Using clang as a meta-data generator.

Hey,

I need to expose the binary layout of several c++ classes to a third
party system. I would like to use clang to parse the header files of
these classes and output a meta data table describing the count and
types of all member variables of a given class.

I have never looked at Clang and this is a very prototype project but
it could help a lot of people when they need to write, read, and
manipulate their c++ classes. An example usage, for instance, would
be to automatically produce boost::serialization bindings for your
classes. Or to a c++->XML or god forbid OODB mapping without needing
to change your original classes at all.

Has anyone tried to do this before using Clang?

Is it an appropriate usage? It seems like it would be a great test or
example usage of Clang as a pure front end.

If I should start, where should I start? My initial plan is to get
Clang, figure out which libs I need to produce the AST in memory (not
output to a file) and figure out how to manipulate this AST to find
all the target types and output their binary layout.

Chris

Hey,

I need to expose the binary layout of several c++ classes to a third
party system. I would like to use clang to parse the header files of
these classes and output a meta data table describing the count and
types of all member variables of a given class.

I have never looked at Clang and this is a very prototype project but
it could help a lot of people when they need to write, read, and
manipulate their c++ classes. An example usage, for instance, would
be to automatically produce boost::serialization bindings for your
classes. Or to a c++->XML or god forbid OODB mapping without needing
to change your original classes at all.

Has anyone tried to do this before using Clang?

Is it an appropriate usage? It seems like it would be a great test or
example usage of Clang as a pure front end.

Yes, absolutely. Clang was designed for this kind of thing.

If I should start, where should I start? My initial plan is to get
Clang, figure out which libs I need to produce the AST in memory (not
output to a file) and figure out how to manipulate this AST to find
all the target types and output their binary layout.
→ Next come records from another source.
use std::fmt;
use std::str::Utf8Error;

use crate::TextPosition;

pub type Result<T> = std::result::Result<T, Error>;

/// Fatal processing error, carrying the document position it occurred at.
///
/// There is no recovery path: an error raised anywhere in the handler graph
/// propagates unmodified to whoever started the parse.
pub struct Error {
    position: TextPosition,
    reason: Reason,
}

impl Error {
    pub fn new(position: TextPosition, reason: Reason) -> Self {
        Self { position, reason }
    }

    /// Structured content failure, raised by handler hooks when element
    /// content is semantically invalid.
    pub fn content(position: TextPosition, message: impl Into<String>) -> Self {
        Self::new(position, Reason::Content(message.into()))
    }

    pub fn position(&self) -> TextPosition {
        self.position
    }

    pub fn reason(&self) -> &Reason {
        &self.reason
    }
}

pub enum Reason {
    /// Element content rejected by a handler.
    Content(String),
    /// Tokenizer-level failure: IO, encoding or XML syntax.
    Xml(quick_xml::Error),
    /// Tag name is not valid UTF-8.
    Utf8(Utf8Error),
}

impl fmt::Display for Reason {
    fn fmt(&self, f: &mut fmt::Formatter<'_>) -> fmt::Result {
        match self {
            Reason::Content(message) => write!(f, "{}", message),
            Reason::Xml(err) => write!(f, "XML error: {}", err),
            Reason::Utf8(err) => write!(f, "UTF-8 error: {}", err),
        }
    }
}

impl fmt::Display for Error {
    fn fmt(&self, f: &mut fmt::Formatter<'_>) -> fmt::Result {
        write!(f, "{}: {}", self.position, self.reason)
    }
}

impl fmt::Debug for Error {
    fn fmt(&self, f: &mut fmt::Formatter<'_>) -> fmt::Result {
        f.debug_struct("Error")
            .field("position", &self.position)
            .field("message", &self.reason.to_string())
            .finish()
    }
}

impl std::error::Error for Error {}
That's about it! One easy way to play with this is to check out the BoostConAction in the source tree, by looking through everything referred to via "boostcon". That will show you how to get to parsing an AST into memory and then walking it relatively quickly. The magic incantation to try out the BoostCon action is:

  clang -cc1 -boostcon source-file.cpp

The BoostCon action will eventually go away, once someone has time to write a decent tutorial on creating a new action.

  - Doug

OK, cool. I have it producing an AST. I don't need it to compile or
even produce a perfect AST, but I do need it to attempt to produce as
much of the AST as it can. It appears to do that; can I always count
on that behavior?

This is on a large, established code base (PhysX) so I can't mess with
the code base much nor do I want to.

So, just some notes: unless I use cc1, I get a bizarre error message
stating that clang itself can't execute "clang". It appears the
driver wraps the clang invocation with many more command line
arguments and relaunches. This doesn't appear to work on windows; at
least not right now.

__int64 isn't an intrinsic type so the windows c headers won't
compile. Judging by the compiler output, it looks like you would want
a truly portable std library implementation or something like that.

For this stage of the project, I just need to know variable names.
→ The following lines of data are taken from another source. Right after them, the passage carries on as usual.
use std::io::Cursor;
use std::str::from_utf8;

use quick_xml::events::{BytesStart, Event};

use crate::error::{Error, Reason, Result};
use crate::handler::HandlerRef;
use crate::stream::TokenStream;
use crate::{Attribute, TextPosition};

/// Drives a handler graph from raw XML bytes, with quick-xml as tokenizer.
///
/// Every tokenizer event is stamped with its document position and fed to the
/// [`TokenStream`]. Well-formedness is quick-xml's business; a malformed
/// document surfaces as [`Reason::Xml`] and aborts the parse.
pub struct QuickXmlReader<'r> {
    bytes: &'r [u8],
    reader: quick_xml::Reader<Cursor<&'r [u8]>>,
    stream: TokenStream,
    last_offset: usize,
    offset: usize,
    // incremental line/column tracking over already scanned bytes
    scanned: usize,
    line: usize,
    column: usize,
}

impl<'r> QuickXmlReader<'r> {
    /// `root` is the initially active handler; it sees every event until it
    /// delegates.
    pub fn new(bytes: &'r [u8], root: HandlerRef) -> Self {
        Self {
            bytes,
            reader: quick_xml::Reader::from_reader(Cursor::new(bytes)),
            stream: TokenStream::new(root),
            last_offset: 0,
            offset: 0,
            scanned: 0,
            line: 1,
            column: 1,
        }
    }

    pub fn stream(&self) -> &TokenStream {
        &self.stream
    }

    pub fn stream_mut(&mut self) -> &mut TokenStream {
        &mut self.stream
    }

    /// Processes the whole document, dispatching every element and text token
    /// to the handler graph. All-or-nothing: the first failure aborts.
    pub fn parse(&mut self) -> Result<()> {
        let mut buffer: Vec<u8> = Vec::with_capacity(1024);

        loop {
            match self.read_event(&mut buffer)? {
                Event::Start(start) => {
                    self.open(&start)?;
                }
                Event::Empty(start) => {
                    // an empty tag is an open/close pair to the handler graph
                    self.open(&start)?;
                    let name = conv_utf8(start.name(), self.stream.position())?;
                    self.stream.element_close(name)?;
                }
                Event::End(end) => {
                    self.stamp_position();
                    let name = conv_utf8(end.name(), self.stream.position())?;
                    self.stream.element_close(name)?;
                }
                Event::Text(text) => {
                    let chunk = text
                        .unescape_and_decode(&self.reader)
                        .map_err(|err| self.xml_error(err))?;
                    if !chunk.is_empty() {
                        self.stamp_position();
                        self.stream.characters(&chunk)?;
                    }
                }
                Event::CData(text) => {
                    // CDATA content is delivered raw; quick-xml's CData event
                    // holds an escaped copy, so undo that to get the raw bytes
                    self.stamp_position();
                    let raw = text.unescaped().map_err(|err| self.xml_error(err))?;
                    let chunk = conv_utf8(&raw, self.stream.position())?;
                    self.stream.characters(chunk)?;
                }
                Event::Decl(_) | Event::DocType(_) | Event::Comment(_) | Event::PI(_) => {}
                Event::Eof => return Ok(()),
            }
            buffer.clear();
        }
    }

    fn open(&mut self, start: &BytesStart) -> Result<()> {
        self.stamp_position();
        let name = conv_utf8(start.name(), self.stream.position())?;
        let attributes = self.collect_attributes(start)?;
        self.stream.element_open(name, &attributes)
    }

    fn collect_attributes(&mut self, start: &BytesStart) -> Result<Vec<Attribute>> {
        let mut attributes = Vec::new();
        for attribute in start.attributes() {
            let attribute = attribute.map_err(|err| self.xml_error(err))?;
            let name = conv_utf8(attribute.key, self.stream.position())?;
            let value = attribute
                .unescape_and_decode_value(&self.reader)
                .map_err(|err| self.xml_error(err))?;
            attributes.push(Attribute::new(name, value));
        }
        Ok(attributes)
    }

    fn read_event<'a>(&mut self, buffer: &'a mut Vec<u8>) -> Result<Event<'a>> {
        self.last_offset = self.offset;
        let evt = self.reader.read_event(buffer);
        self.offset = self.reader.buffer_position();
        evt.map_err(|err| self.xml_error(err))
    }

    /// Records the position of the token just read on the stream, so every
    /// dispatched event and the handlers activated by it see where in the
    /// document they are.
    fn stamp_position(&mut self) {
        let position = self.position_at(self.last_offset);
        self.stream.set_position(position);
    }

    fn position_at(&mut self, offset: usize) -> TextPosition {
        while self.scanned < offset && self.scanned < self.bytes.len() {
            if self.bytes[self.scanned] == b'\n' {
                self.line += 1;
                self.column = 1;
            } else {
                self.column += 1;
            }
            self.scanned += 1;
        }
        TextPosition::new(offset, self.line, self.column)
    }

    fn xml_error(&mut self, err: quick_xml::Error) -> Error {
        let offset = self.reader.buffer_position();
        Error::new(self.position_at(offset), Reason::Xml(err))
    }
}

fn conv_utf8(s: &[u8], position: TextPosition) -> Result<&str> {
    from_utf8(s).map_err(|err| Error::new(position, Reason::Utf8(err)))
}

#[cfg(test)]
mod tests {
    use std::cell::RefCell;
    use std::rc::Rc;

    use super::QuickXmlReader;
    use crate::error::Reason;
    use crate::handler::{ElementHandler, HandlerBase, HandlerRef};
    use crate::{Attribute, Result};

    /// Collects everything delivered to it.
    struct Sink {
        base: HandlerBase,
        opened: Vec<String>,
        attributes: Vec<Attribute>,
    }

    impl Sink {
        fn create(tag: &str) -> Rc<RefCell<Sink>> {
            Rc::new(RefCell::new(Sink {
                base: HandlerBase::new(tag),
                opened: vec![],
                attributes: vec![],
            }))
        }
    }

    fn handler(sink: &Rc<RefCell<Sink>>) -> HandlerRef {
        Rc::<RefCell<Sink>>::clone(sink)
    }

    impl ElementHandler for Sink {
        fn base(&self) -> &HandlerBase {
            &self.base
        }

        fn base_mut(&mut self) -> &mut HandlerBase {
            &mut self.base
        }

        fn on_start(&mut self, name: &str) -> Result<()> {
            self.opened.push(name.to_string());
            Ok(())
        }

        fn on_attributes(&mut self, _name: &str, attributes: &[Attribute]) -> Result<()> {
            self.attributes.extend_from_slice(attributes);
            Ok(())
        }

        fn on_descend(&mut self, _name: &str) -> Result<()> {
            Ok(())
        }

        fn on_characters(&mut self, chunk: &str) -> Result<()> {
            self.base.append_value(chunk);
            Ok(())
        }

        fn on_end(&mut self, _name: &str) -> Result<()> {
            Ok(())
        }

        fn on_return(&mut self, _name: &str, _child: &HandlerRef) {}
    }

    #[test]
    fn delivers_text_to_root_handler() {
        let root = Sink::create("root");
        let mut reader = QuickXmlReader::new(b"<root>hello</root>", handler(&root));
        reader.parse().unwrap();
        assert_eq!("hello", root.borrow().base.value());
        assert_eq!(vec!["root"], root.borrow().opened);
    }

    #[test]
    fn attribute_values_are_unescaped() {
        let root = Sink::create("root");
        let mut reader = QuickXmlReader::new(
            b"<root name=\"a&amp;b\"/>",
            handler(&root),
        );
        reader.parse().unwrap();
        assert_eq!(vec![Attribute::new("name", "a&b")], root.borrow().attributes);
    }

    #[test]
    fn empty_tag_without_attributes_skips_attribute_hook() {
        let root = Sink::create("root");
        let mut reader = QuickXmlReader::new(b"<foo/>", handler(&root));
        reader.parse().unwrap();
        assert!(root.borrow().attributes.is_empty());
        assert_eq!(vec!["foo"], root.borrow().opened);
    }

    #[test]
    fn text_entities_are_unescaped() {
        let root = Sink::create("root");
        let mut reader = QuickXmlReader::new(b"<root>a&lt;b</root>", handler(&root));
        reader.parse().unwrap();
        assert_eq!("a<b", root.borrow().base.value());
    }

    #[test]
    fn cdata_is_delivered_raw() {
        let root = Sink::create("root");
        let mut reader = QuickXmlReader::new(
            b"<root><![CDATA[a&lt;b]]></root>",
            handler(&root),
        );
        reader.parse().unwrap();
        assert_eq!("a&lt;b", root.borrow().base.value());
    }

    #[test]
    fn prolog_and_comments_are_skipped() {
        let root = Sink::create("root");
        let mut reader = QuickXmlReader::new(
            b"<?xml version=\"1.0\"?><!-- c --><root>x</root>",
            handler(&root),
        );
        reader.parse().unwrap();
        assert_eq!("x", root.borrow().base.value());
        assert_eq!(vec!["root"], root.borrow().opened);
    }

    #[test]
    fn malformed_document_fails_with_xml_reason() {
        let root = Sink::create("root");
        let mut reader = QuickXmlReader::new(b"<root></other>", handler(&root));
        let err = reader.parse().unwrap_err();
        assert!(matches!(err.reason(), Reason::Xml(_)));
    }

    #[test]
    fn positions_track_lines() {
        let root = Sink::create("root");
        let mut reader = QuickXmlReader::new(b"<root>\n  <sub/>\n</root>", handler(&root));
        reader.parse().unwrap();
        // <sub/> has no handler, so it restamped the still-active root
        // handler with its own position on the second line
        assert_eq!(2, root.borrow().base.position().line());
    }
}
For the next stage, when I need to mangle binary data, I will need to
know the exact binary offsets of member variables. How do you
recommend I go about getting this information? It seems much later in
the pipeline but something must annotate the AST graph with such
information somewhere...

Chris

OK, cool. I have it producing an AST. I don't need it to compile or
even produce a perfect AST, but I do need it to attempt to produce as
much of the AST as it can. It appears to do that; can I always count
on that behavior?

Yes.

This is on a large, established code base (PhysX) so I can't mess with
the code base much nor do I want to.

So, just some notes: unless I use cc1, I get a bizarre error message
stating that clang itself can't execute "clang". It appears the
driver wraps the clang invocation with many more command line
arguments and relaunches. This doesn't appear to work on windows; at
least not right now.

I've not seen this issue before. Please file a bug with more information when you get the chance.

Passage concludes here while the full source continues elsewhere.